Leiden, the Netherlands – 11 June 2019

Pharming Group N.V. (“Pharming” or “the Company”) (Euronext Amsterdam: PHARM) today announces that, following receipt of the Dutch investigating centre’s ethics committee approval, it is commencing a clinical study of the effects of its recombinant human C1 esterase inhibitor (rhC1INH), RUCONEST®, in patients with pre-eclampsia.
Sijmen de Vries, Chief Executive Officer of Pharming, commented:
“Our strong performance in 2018 and the first quarter of 2019 has enabled us to invest in future growth through the development of our pipeline. Today, following ethics committee approval, we are initiating our first pre-eclampsia study with RUCONEST®.

The first part of the study will assess safety and tolerability in a small number of patients to confirm the safety profile of RUCONEST® before proceeding to a larger patient sample. The second part of the study will involve a wider group to assess preliminary efficacy parameters as well. The results will be combined and are expected to be available in the third quarter of 2020.

With no current approved therapies to treat pre-eclampsia, we look forward to treating the first patients in this study as we seek to address the very serious unmet patient need and improve the safety and outcomes of pregnant women and their unborn babies with this condition in the future.”



Pre-eclampsia (PE) is a life-threatening multisystem condition in pregnancies leading to increased maternal and neonatal mortality and morbidity. 50,000 maternal deaths during pregnancy per year around the world are recorded for patients who proceed to eclampsia, while many more are caused by long-term irreversible damage to organs caused by PE. Treatments include termination of pregnancy or premature birth. Even if born safely, over half of these newborns will suffer from growth restrictions, learning difficulties or moderate to severe disabilities. Almost 2.5 million cases of PE are reported annually, with rates running at between 1% and 17% of all pregnancies in various communities and countries. Premature delivery is presently the only solution for PE, and there are no approved therapies. This is not a viable option for early PE (from week 20 of pregnancy). The main goal of therapy is therefore to prolong a safe pregnancy for PE patients as long as possible to improve the chances of a good outcome from delivery.
Clinical trial design

In September 2018, Pharming filed a clinical trial application with the European Medicines Agency (EMA) to initiate the clinical development of RUCONEST® to treat and prevent pre-eclampsia (PE). As part of this process, the study was submitted to and has just been cleared by the first investigating centre’s ethics committee. A similar clinical trial application has been filed with the Therapeutic Goods Administration (TGA) in Australia where it is still subject to ethics committee clearance.

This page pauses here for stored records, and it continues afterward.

//! Recovery strategies that turn failed requests into renderable outcomes.
//!
//! Nothing here retries. A failure either degrades to a fallback value
//! (an empty list, a placeholder profile), is skipped because the request
//! was never valid, or fails with a notice for the user.

use crate::{CoreError, ErrorReporter, Notice};

/// Recovery strategy for handling errors
#[derive(Debug, Clone, Copy, PartialEq, Eq)]
pub enum RecoveryStrategy {
    /// Use the caller's fallback value
    Fallback,
    /// The request was never issued; report and move on
    Skip,
    /// Surface the failure
    Fail,
}

/// Result of an error recovery attempt
#[derive(Debug, Clone, PartialEq)]
pub enum RecoveryResult<T> {
    /// The operation succeeded
    Recovered(T),
    /// The operation failed, the fallback value stands in
    Degraded { value: T, notice: Notice },
    /// The operation was rejected before any request went out
    Skipped { notice: Notice },
    /// The operation failed with nothing to show
    Failed { notice: Notice },
}

impl<T> RecoveryResult<T> {
    /// Returns true if the operation succeeded
    pub fn is_recovered(&self) -> bool {
        matches!(self, RecoveryResult::Recovered(_))
    }

    /// Returns true if a fallback value stands in for the result
    pub fn is_degraded(&self) -> bool {
        matches!(self, RecoveryResult::Degraded { .. })
    }

    /// Returns true if the operation was rejected before any request
    pub fn is_skipped(&self) -> bool {
        matches!(self, RecoveryResult::Skipped { .. })
    }

    /// Returns true if the operation failed without a fallback
    pub fn is_failed(&self) -> bool {
        matches!(self, RecoveryResult::Failed { .. })
    }

    /// The value to render, if there is one.
    pub fn value(&self) -> Option<&T> {
        match self {
            RecoveryResult::Recovered(value) | RecoveryResult::Degraded { value, .. } => {
                Some(value)
            }
            _ => None,
        }
    }

    pub fn notice(&self) -> Option<&Notice> {
        match self {
            RecoveryResult::Recovered(_) => None,
            RecoveryResult::Degraded { notice, .. }
            | RecoveryResult::Skipped { notice }
            | RecoveryResult::Failed { notice } => Some(notice),
        }
    }

    /// Splits into the renderable value and the notice to show alongside it.
    pub fn into_parts(self) -> (Option<T>, Option<Notice>) {
        match self {
            RecoveryResult::Recovered(value) => (Some(value), None),
            RecoveryResult::Degraded { value, notice } => (Some(value), Some(notice)),
            RecoveryResult::Skipped { notice } | RecoveryResult::Failed { notice } => {
                (None, Some(notice))
            }
        }
    }

    pub fn map<U, F: FnOnce(T) -> U>(self, f: F) -> RecoveryResult<U> {
        match self {
            RecoveryResult::Recovered(value) => RecoveryResult::Recovered(f(value)),
            RecoveryResult::Degraded { value, notice } => RecoveryResult::Degraded {
                value: f(value),
                notice,
            },
            RecoveryResult::Skipped { notice } => RecoveryResult::Skipped { notice },
            RecoveryResult::Failed { notice } => RecoveryResult::Failed { notice },
        }
    }
}

/// Error recovery handler that provides strategies for different error types
pub struct ErrorRecovery;

impl ErrorRecovery {
    /// Determine the appropriate recovery strategy for a given error
    pub fn determine_strategy(error: &CoreError, has_fallback: bool) -> RecoveryStrategy {
        match error {
            // Precondition failures never reached the network
            CoreError::InvalidInput { .. } => RecoveryStrategy::Skip,

            // Configuration problems need the user, not a fallback
            CoreError::Config(_) => RecoveryStrategy::Fail,

            _ if has_fallback => RecoveryStrategy::Fallback,
            _ => RecoveryStrategy::Fail,
        }
    }

    /// Apply the recovery strategy to a finished operation
    pub fn recover<T>(
        result: Result<T, CoreError>,
        fallback: Option<T>,
        reporter: &ErrorReporter,
    ) -> RecoveryResult<T> {
        let error = match result {
            Ok(value) => return RecoveryResult::Recovered(value),
            Err(error) => error,
        };

        match (
            Self::determine_strategy(&error, fallback.is_some()),
            fallback,
        ) {
            (RecoveryStrategy::Skip, _) => RecoveryResult::Skipped {
                notice: reporter.report_warning(&error),
            },
            (RecoveryStrategy::Fallback, Some(value)) => RecoveryResult::Degraded {
                value,
                notice: reporter.report_error(&error),
            },
            _ => RecoveryResult::Failed {
                notice: reporter.report_error(&error),
            },
        }
    }
}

The first part of the study is an open label trial to investigate tolerability and safety of treatment with RUCONEST®. Very soon, Pharming will begin recruiting a small number of patients in this part of the study in mid- to late-stage symptomatic pre-eclampsia, where women at 27 weeks’ term or later may receive RUCONEST® from their first clear symptoms of PE for the remainder of their pregnancy. Patients will be constantly monitored to ensure their safety and that of the fetus.
To date, RUCONEST® has been used to treat HAE in approximately 50 pregnant HAE patients (up to 40 times during a single pregnancy), including during delivery, with no safety issue for either mother or baby detected at the time or since.

The second (open label, proof of concept) part of the study (following approval by the ethics committees) is planned to include 30 patients in total recruited between two centres, of which one is in the Netherlands and one in Australia. Patients with mild to moderate pre-eclamptic symptoms at 27 to 34 weeks of pregnancy will be selected. Patients will receive only those doses of RUCONEST® already known to be safe from the first part of the study. The second part of the study will also test RUCONEST® against (historical) documented standard-of-care results in similar patients. According to key opinion leaders in pre-eclampsia, every extra day closer to an on-term delivery can make an important difference for both mother and baby. The entire study is expected to last approximately one year, depending on the rate of recruitment and the early stage safety performance.

Scientific Rationale

The precise causes of pre-eclampsia are not known, but abnormal or impaired spiral artery modifications between the mother and the fetus are believed to be involved, as is the complement system which is triggered when these spiral arteries come under stress, especially oxidative stress because of poor blood flow. Emerging evidence has shown that activation of the complement system following such poor placentation is implicated in the pathological processes of PE.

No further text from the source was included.